Der Swimming Luxembourg ist neben dem CNDU aus Dudelange einer der beiden Vereine im Großherzogtum, die über eine Abteilung für Kunstschwimmen verfügen. Der Einstieg ist bereits ab acht Jahren möglich, bis hin zur Masters-Abteilung für Teilnehmer über zwanzig Jahre. Unter den Teenagern, die an diesem Mittwochabend dabei sind, arbeiten Julia Valentina und Louise an ihrem Duett „French Cancan“… und ihre Bauchmuskeln. „Manchmal trainieren wir schon vor dem Unterricht, wir widmen dem fast unsere gesamte Freizeit“, erzählen sie, bevor sie wieder ins Becken tauchen. Bianca schätzt den Teamgeist und die Vielseitigkeit dieser Sportart. Das Mädchen meint: „Die Leute machen sich keinen Reim darauf, wie schwierig das ist“, was Trainerin Soïzic Hoscheit bestätigt: „Die Kostüme, das Make-up und die Frisuren sorgen dafür, dass das Publikum das schön findet, ohne zu wissen, welche Anstrengungen dieser Sport mit sich bringt… Wenn es einfach aussieht, dann liegt das daran, dass wir gut gearbeitet haben!“ Selbst in der Welt des Schwimmsports wird diese Disziplin eher geringgeschätzt, doch die Dinge ändern sich langsam. Sprinter, die an gemeinsamen Trainingseinheiten teilgenommen haben, zeigen sich „beeindruckt“ – auch die Jungen.

Das Kunstschwimmen wurde erst vor kurzem, bei den Weltmeisterschaften 2015 in Kasan, mit einem Mixed-Duo-Wettbewerb auch für Männer geöffnet. Das veranlasste den russischen Schwimmer Yevgeniy Korotychkin zu folgender Bemerkung: „Ich fürchte, ich muss weinen, wenn ich behaarte Beine aus dem Becken auftauchen sehe.“ Eine Bemerkung, deren Sexismus Sonja nicht überrascht, die lieber mit Humor reagiert: „In der Woche vor einem Wettkampf rasieren wir uns nicht, denn die Haare helfen uns, unsere Position unter Wasser zu erkennen.“ Bei Swimming Luxembourg haben es einige Jungen ausprobiert, sind aber nicht dabei geblieben.

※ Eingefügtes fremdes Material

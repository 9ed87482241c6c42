//! Engine startup and ownership of the worker thread.

use std::fmt;
use std::sync::Arc;
use std::thread;

use crate::config::{DispatchConfig, ShutdownPolicy};
use crate::dispatcher::{BusyHook, Dispatcher, Shared};
use crate::error::DispatchError;
use crate::mailbox::MainThreadMailbox;
use crate::reentrancy::ReentrancyMonitor;
use crate::shutdown::{ShutdownCoordinator, ShutdownReport};
use crate::stats::StatsSnapshot;
use crate::worker::{Worker, WorkerState};

type Opener<R> = Box<dyn FnOnce() -> Result<R, String> + Send + 'static>;

/// Configures and starts an [`Engine`].
pub struct EngineBuilder<R> {
    opener: Opener<R>,
    config: DispatchConfig,
    mailbox: Option<Arc<MainThreadMailbox>>,
    busy_hook: Option<BusyHook>,
}

impl<R: 'static> EngineBuilder<R> {
    pub fn config(mut self, config: DispatchConfig) -> Self {
        self.config = config;
        self
    }

    /// Attach the main-thread mailbox. Shutdown on the main thread serves
    /// it while waiting for the worker and closes it afterwards.
    pub fn mailbox(mut self, mailbox: &Arc<MainThreadMailbox>) -> Self {
        self.mailbox = Some(Arc::clone(mailbox));
        self
    }

    /// Called on 0 -> 1 and 1 -> 0 transitions of the number of threads
    /// parked in `submit_sync`.
    pub fn on_busy_change<F>(mut self, hook: F) -> Self
    where
        F: Fn(bool) + Send + Sync + 'static,
    {
        self.busy_hook = Some(Box::new(hook));
        self
    }

    /// Spawn the worker, open the resource on it and wait until it is ready.
    pub fn start(self) -> Result<Engine<R>, DispatchError> {
        let monitor = match &self.mailbox {
            Some(mailbox) => mailbox.monitor(),
            None => Arc::new(ReentrancyMonitor::new()),
        };
        let shared = Arc::new(Shared::new(self.config.queue_capacity, monitor, self.busy_hook));

        let (ready_tx, ready_rx) = crossbeam_channel::bounded::<Result<(), String>>(1);
        let (exit_tx, exit_rx) = crossbeam_channel::bounded::<()>(0);
        let worker = Worker::new(Arc::clone(&shared));
        let opener = self.opener;

        let handle = thread::Builder::new()
            .name(self.config.worker_name.clone())
            .spawn(move || {
                let _exit = exit_tx;
                let resource = match opener() {
                    Ok(resource) => resource,
                    Err(e) => {
                        let _ = ready_tx.send(Err(e));
                        return;
                    }
                };
                let _ = ready_tx.send(Ok(()));
                worker.run(resource);
            })
            .map_err(|e| DispatchError::Spawn(e.to_string()))?;

        let failure = match ready_rx.recv() {
            Ok(Ok(())) => None,
            Ok(Err(e)) => Some(e),
            Err(_) => Some("worker exited while opening the resource".to_string()),
        };
        if let Some(reason) = failure {
            shared.queue.close();
            let _ = handle.join();
            shared.state.set(WorkerState::Stopped);
            log::error!(target: "dispatch", "engine failed to start: {}", reason);
            return Err(DispatchError::ResourceOpen(reason));
        }

        log::info!(
            target: "dispatch",
            "engine started: worker '{}', queue capacity {}, {:?} on shutdown",
            self.config.worker_name,
            shared.queue.capacity(),
            self.config.shutdown_policy
        );
        Ok(Engine {
            dispatcher: Dispatcher::new(Arc::clone(&shared)),
            coordinator: ShutdownCoordinator::new(
                shared,
                handle,
                exit_rx,
                self.mailbox,
                self.config.shutdown_policy,
            ),
        })
    }
}

/// A running worker plus the handles to reach it.
///
/// Dropping the engine shuts it down with the configured policy.
pub struct Engine<R> {
    dispatcher: Dispatcher<R>,
    coordinator: ShutdownCoordinator<R>,
}

impl<R: 'static> Engine<R> {
    /// Start building an engine whose resource is produced by `opener`.
    ///
    /// `opener` runs on the worker thread, so the resource never has to
    /// cross threads.
    pub fn builder<F, E>(opener: F) -> EngineBuilder<R>
    where
        F: FnOnce() -> Result<R, E> + Send + 'static,
        E: fmt::Display,
    {
        EngineBuilder {
            opener: Box::new(move || opener().map_err(|e| e.to_string())),
            config: DispatchConfig::default(),
            mailbox: None,
            busy_hook: None,
        }
    }

    pub fn dispatcher(&self) -> &Dispatcher<R> {
        &self.dispatcher
    }

    pub fn stats(&self) -> StatsSnapshot {
        self.dispatcher.stats()
    }
}

impl<R> Engine<R> {
    pub fn state(&self) -> WorkerState {
        self.dispatcher.state()
    }

    pub fn is_shut_down(&self) -> bool {
        self.coordinator.report().is_some()
    }

    /// Shut down with the configured policy.
    pub fn shutdown(&mut self) -> ShutdownReport {
        let policy = self.coordinator.policy();
        self.coordinator.shutdown(policy)
    }

    /// Shut down with an explicit policy. Ignored if already shut down.
    pub fn shutdown_with(&mut self, policy: ShutdownPolicy) -> ShutdownReport {
        self.coordinator.shutdown(policy)
    }
}

impl<R> Drop for Engine<R> {
    fn drop(&mut self) {
        self.shutdown();
    }
}

#[cfg(test)]
mod tests {
    use super::*;
    use std::cell::Cell;

    #[test]
    fn opener_runs_on_worker_thread() {
        let engine = Engine::builder(|| Ok::<_, String>(thread::current().name().map(String::from)))
            .config(DispatchConfig::default().worker_name("probe-worker"))
            .start()
            .unwrap();
        let name = engine
            .dispatcher()
            .submit_sync("name", |opened: &Option<String>| opened.clone())
            .unwrap();
        assert_eq!(name.as_deref(), Some("probe-worker"));
    }

    #[test]
    fn resource_need_not_be_send() {
        // Cell<u32> is !Sync, Rc would be !Send; neither ever leaves the worker.
        let engine = Engine::builder(|| Ok::<_, String>(std::rc::Rc::new(Cell::new(0u32))))
            .start()
            .unwrap();
        engine
            .dispatcher()
            .call_async("bump", |counter: &std::rc::Rc<Cell<u32>>| {
                counter.set(counter.get() + 1)
            })
            .unwrap();
        let seen = engine
            .dispatcher()
            .submit_sync("read", |counter: &std::rc::Rc<Cell<u32>>| counter.get())
            .unwrap();
        assert_eq!(seen, 1);
    }

    #[test]
    fn failed_open_is_reported() {
        let result = Engine::<u32>::builder(|| Err::<u32, _>("disk on fire")).start();
        match result {
            Err(DispatchError::ResourceOpen(reason)) => assert_eq!(reason, "disk on fire"),
            Err(other) => panic!("unexpected error: {}", other),
            Ok(_) => panic!("engine started without a resource"),
        }
    }

    #[test]
    fn shutdown_is_idempotent() {
        let mut engine = Engine::builder(|| Ok::<_, String>(())).start().unwrap();
        engine.dispatcher().call_async("noop", |_| {}).unwrap();
        let first = engine.shutdown();
        assert_eq!(first.executed, 1);
        assert_eq!(engine.state(), WorkerState::Stopped);
        assert_eq!(engine.shutdown_with(ShutdownPolicy::Discard), first);
        assert!(engine.is_shut_down());
    }
}
//! Table access. Every function takes a plain connection so it can run
//! inside or outside a transaction.

pub mod cover_art;
pub mod crates;
pub mod directories;
pub mod tracks;

/// SQL fragment matching `directory` against `?1` itself or anything below it.
/// Bind `?1` to the directory and `?2` to the directory plus a trailing `/`.
pub(crate) const IN_DIRECTORY: &str =
    "(directory = ?1 OR substr(directory, 1, length(?2)) = ?2)";

/// Strip trailing separators, keeping a lone `/`.
pub(crate) fn normalize_dir(dir: &str) -> String {
    let trimmed = dir.trim_end_matches('/');
    if trimmed.is_empty() && dir.starts_with('/') {
        "/".to_string()
    } else {
        trimmed.to_string()
    }
}

pub(crate) fn dir_prefix(dir: &str) -> String {
    if dir.ends_with('/') {
        dir.to_string()
    } else {
        format!("{}/", dir)
    }
}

Die Trainer fördern weiterhin die Geschlechtervielfalt, die es ermöglichen würde, „mit unterschiedlichen Stärken und Charakteren zu spielen und andere Geschichten zu erzählen“. Ein weiteres Zeichen für einen Mentalitätswandel ist die körperliche Vielfalt: Vorbei sind die Zeiten der kleinen, schlanken Schwimmerinnen mit heller Haut – eine Einheitlichkeit, die lange Zeit geschätzt wurde, weil sie als harmonisch galt.

Für den luxemburgischen Verein stehen in den kommenden Wochen zahlreiche Termine an, darunter die Qualifikationen für die Spiele der Kleinststaaten Europas in der Schweiz sowie der SL Synchro Cup im Schwimmbad des Campus Geesseknäppchen. Sieben Nationen, 21 Vereine und 250 Schwimmerinnen nehmen an diesem „Heimwettkampf“ teil, der zum ersten Mal über zwei Wochenenden hinweg stattfindet. Eine großartige Gelegenheit, eine Sportart zu entdecken, die Spektakel und Leistung vereint.